Month: December 2020

Ballard Institute Closed through January 8, 2021

The Ballard Institute is closed through January 8 and will reopen for reservations on January 9. You can make your reservations to visit in January now!

While you can’t visit us in person, you can visit our Virtual Experiences page to see current and some past exhibitions online! We also have coloring pages and workshops for you to do at home!

Happy holidays from the staff at the Ballard Institute!

UConn Puppet Arts Fall 2020 Final Presentations on 12/18 and 12/19

The UConn Puppet Arts Program and Ballard Institute and Museum of Puppetry will host the end-of-semester presentation of UConn Puppet Arts undergraduate and graduate class finals on Friday, December 18 and Saturday, December 19 at 7 p.m. ET. These presentations will take place on Ballard Institute Facebook Live (facebook.com/BallardInstitute/). Talkbacks led by famed puppeteer Paul Zaloom will also take place each night. These performances are recommended for mature audiences. 

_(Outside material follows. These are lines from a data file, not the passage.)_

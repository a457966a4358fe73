//! # Stream Buffer for Encoded Bytes
//!
//! Fixed-capacity byte arena that the decode loop refills from a file source.
//!
//! ## Design
//!
//! - **Storage**: one boxed slice allocated up front, never resized
//! - **View**: unread bytes are `data[start..start + len]`
//! - **Invariant**: `start + len <= capacity`
//! - **Compaction**: unread bytes move to offset 0 (order preserved) before
//!   every refill, so a partially resident frame survives the refill

use std::io::{self, Read};

use crate::error::{PlaybackError, Result};

/// Outcome of one [`StreamBuffer::fill_from`] call.
#[derive(Debug, Clone, Copy, PartialEq, Eq)]
pub struct Fill {
    /// Bytes appended.
    pub added: usize,
    /// The reader reported end of stream.
    pub eof: bool,
}

pub struct StreamBuffer {
    data: Box<[u8]>,
    start: usize,
    len: usize,
}

impl StreamBuffer {
    /// Allocate a buffer of `capacity` bytes.
    ///
    /// Fails with [`PlaybackError::Allocation`] instead of aborting when the
    /// allocator refuses.
    pub fn with_capacity(capacity: usize) -> Result<Self> {
        let mut data = Vec::new();
        data.try_reserve_exact(capacity)
            .map_err(|_| PlaybackError::Allocation { bytes: capacity })?;
        data.resize(capacity, 0);

        Ok(Self {
            data: data.into_boxed_slice(),
            start: 0,
            len: 0,
        })
    }

    pub fn capacity(&self) -> usize {
        self.data.len()
    }

    /// Unread bytes currently resident.
    pub fn available(&self) -> usize {
        self.len
    }

    /// Offset of the next unread byte.
    #[cfg(test)]
    pub fn cursor(&self) -> usize {
        self.start
    }

    #[cfg(test)]
    pub fn is_empty(&self) -> bool {
        self.len == 0
    }

    /// No refill can add bytes until something is consumed.
    pub fn is_full(&self) -> bool {
        self.len == self.capacity()
    }

    pub fn unread(&self) -> &[u8] {
        &self.data[self.start..self.start + self.len]
    }

    /// Mark `n` unread bytes as consumed. Consuming more than is resident
    /// empties the buffer.
    pub fn consume(&mut self, n: usize) {
        let n = n.min(self.len);
        self.start += n;
        self.len -= n;
        if self.len == 0 {
            self.start = 0;
        }
    }

    /// Move unread bytes to offset 0.
    pub fn compact(&mut self) {
        if self.start == 0 {
            return;
        }
        self.data.copy_within(self.start..self.start + self.len, 0);
        self.start = 0;
    }

    /// Compact, then read from `reader` until the buffer is full or the
    /// reader reports end of stream.
    ///
    /// An error is only returned when nothing could be appended; bytes read
    /// before a failure are kept and the failure resurfaces on the next call.
    pub fn fill_from<R: Read + ?Sized>(&mut self, reader: &mut R) -> io::Result<Fill> {
        self.compact();

        let mut added = 0;
        while self.len < self.capacity() {
            match reader.read(&mut self.data[self.len..]) {
                Ok(0) => return Ok(Fill { added, eof: true }),
                Ok(n) => {
                    self.len += n;
                    added += n;
                }
                Err(e) if e.kind() == io::ErrorKind::Interrupted => continue,
                Err(e) if added == 0 => return Err(e),
                Err(e) => {
                    log::debug!("Read failed after {} bytes, keeping partial fill: {}", added, e);
                    break;
                }
            }
        }

        Ok(Fill { added, eof: false })
    }
}
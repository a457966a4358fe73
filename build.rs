use std::fs;
use std::path::Path;
use serde::Deserialize;

#[derive(Deserialize)]
struct Config {
    application: Application,
    playback: Playback,
    stream: Stream,
}

#[derive(Deserialize)]
struct Application {
    name: String,
    version: String,
}

#[derive(Deserialize)]
struct Playback {
    device: String,
    period_size: usize,
    sample_rate: u32,
    channels: u16,
    write_timeout_ms: u32,
    silence_ms: u32,
    default_volume: f32,
    yield_ms: u64,
    #[serde(default)]
    storage_root: String,
}

#[derive(Deserialize)]
struct Stream {
    buffer_size: usize,
    low_water_mark: usize,
    probe_size: usize,
    compression_ratio: usize,
    growth_factor: usize,
}

// 在编译时读取 config.toml 并设置环境变量
fn main() {
    println!("cargo:rerun-if-changed=config.toml");

    let config_path = Path::new("config.toml");
    if !config_path.exists() {
        panic!("config.toml not found!");
    }

    let config_str = fs::read_to_string(config_path).expect("Failed to read config.toml");
    let config: Config = toml::from_str(&config_str).expect("Failed to parse config.toml");

    println!("cargo:rustc-env=APP_NAME={}", config.application.name);
    println!("cargo:rustc-env=APP_VERSION={}", config.application.version);

    // 播放配置
    let playback = &config.playback;
    println!("cargo:rustc-env=PLAYBACK_DEVICE={}", playback.device);
    println!("cargo:rustc-env=PLAYBACK_PERIOD_SIZE={}", playback.period_size);
    println!("cargo:rustc-env=PLAYBACK_SAMPLE_RATE={}", playback.sample_rate);
    println!("cargo:rustc-env=PLAYBACK_CHANNELS={}", playback.channels);
    println!("cargo:rustc-env=PLAYBACK_WRITE_TIMEOUT_MS={}", playback.write_timeout_ms);
    println!("cargo:rustc-env=PLAYBACK_SILENCE_MS={}", playback.silence_ms);
    println!("cargo:rustc-env=PLAYBACK_DEFAULT_VOLUME={}", playback.default_volume);
    println!("cargo:rustc-env=PLAYBACK_YIELD_MS={}", playback.yield_ms);
    println!("cargo:rustc-env=STORAGE_ROOT={}", playback.storage_root);

    // 流缓冲配置
    let stream = &config.stream;
    println!("cargo:rustc-env=STREAM_BUFFER_SIZE={}", stream.buffer_size);
    println!("cargo:rustc-env=STREAM_LOW_WATER_MARK={}", stream.low_water_mark);
    println!("cargo:rustc-env=STREAM_PROBE_SIZE={}", stream.probe_size);
    println!("cargo:rustc-env=STREAM_COMPRESSION_RATIO={}", stream.compression_ratio);
    println!("cargo:rustc-env=STREAM_GROWTH_FACTOR={}", stream.growth_factor);
}
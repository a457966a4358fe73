//! Frame codec seam between the streaming decode loop and a concrete
//! bitstream decoder.

/// Why a header parse or a frame decode could not complete.
#[derive(Debug, Clone, Copy, PartialEq, Eq)]
pub enum FrameError {
    /// Fewer bytes are resident than the frame needs. Refill and retry
    /// from the same position.
    Underflow,
    /// The bytes at the cursor are not a decodable frame.
    Corrupt,
}

/// Format parameters carried by one frame header.
#[derive(Debug, Clone, Copy, PartialEq, Eq)]
pub struct FrameHeader {
    pub sample_rate: u32,
    pub channels: u16,
    /// Bits per second.
    pub bit_rate: u32,
    /// Interleaved i16 samples one decoded frame produces.
    pub output_samples: usize,
    /// Encoded size of the frame in bytes, header included.
    pub frame_len: usize,
}

/// Result of decoding a single frame.
#[derive(Debug, Clone, Copy, PartialEq, Eq)]
pub struct DecodedFrame {
    /// Interleaved samples written to the output slice.
    pub samples: usize,
    /// Encoded bytes the frame occupied.
    pub consumed: usize,
}

/// A decoder for a framed compressed audio stream.
///
/// `data` always starts at the decode loop's read cursor and spans every
/// unread byte currently resident in the stream buffer.
pub trait FrameCodec: Send {
    /// Number of bytes a sync marker spans.
    fn sync_len(&self) -> usize;

    /// Offset of the first sync marker in `data`.
    fn find_sync(&self, data: &[u8]) -> Option<usize>;

    /// Parse the frame header at the start of `data`.
    fn parse_header(&self, data: &[u8]) -> Result<FrameHeader, FrameError>;

    /// Decode the frame at the start of `data` into interleaved PCM.
    fn decode_frame(&mut self, data: &[u8], out: &mut [i16]) -> Result<DecodedFrame, FrameError>;
}

/// Builds a fresh codec for every session so no decoder state leaks across files.
pub trait CodecFactory: Send + Sync {
    type Codec: FrameCodec;

    fn create(&self) -> Self::Codec;
}

impl<F, C> CodecFactory for F
where
    F: Fn() -> C + Send + Sync,
    C: FrameCodec,
{
    type Codec = C;

    fn create(&self) -> C {
        self()
    }
}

On Friday December 18, final presentations, performances, and talkbacks for Directing, Online Shadow Theater, and World Puppet Theater will take place via Facebook Live. Inspired by the radio sculptures of Tom Sachs and the African Sonic theories of puppet scholar Paulette Richards, Students in the Directing class will present their “ReInvention of the Radio Play”– experiments with sound as storytelling and puppet theater. Online Shadow Theater students will present their individual creations for the shadow theater, all performed solo and remotely! Introduction to World Puppet Theater students, who have been studying theories and histories of global puppet and object performance, will present short toy theater productions they created at the end of the semester.

On Saturday, December 19, final presentations, performances, and talkbacks for Object Theater and Paper Sculpture will take place via Facebook Live. Students in the Object Theater class will share a series of object theater performances in which ordinary household objects take on life to portray extraordinary events, confronting mortality, prejudice, phobias, and injustice in their own inimitable manner. Paper Sculpture students will present brief cameos with the characters they have created utilizing Albrecht Roser’s Papier Methode. 

Paul Zaloom, a comedic puppeteer, political satirist, filmmaker, and performance artist, will join us both evenings as a Responder to the students’ work. Paul Zaloom, who lives and works in Los Angeles and tours his productions all over the world, has written, designed and performed 14 full-length solo spectacles, including Fruit of Zaloom, Zaloominations, Sick But True, Velvetville, The Mother of All Enemies and the current spectacle, White Like Me: A Honky Dory Puppet Show.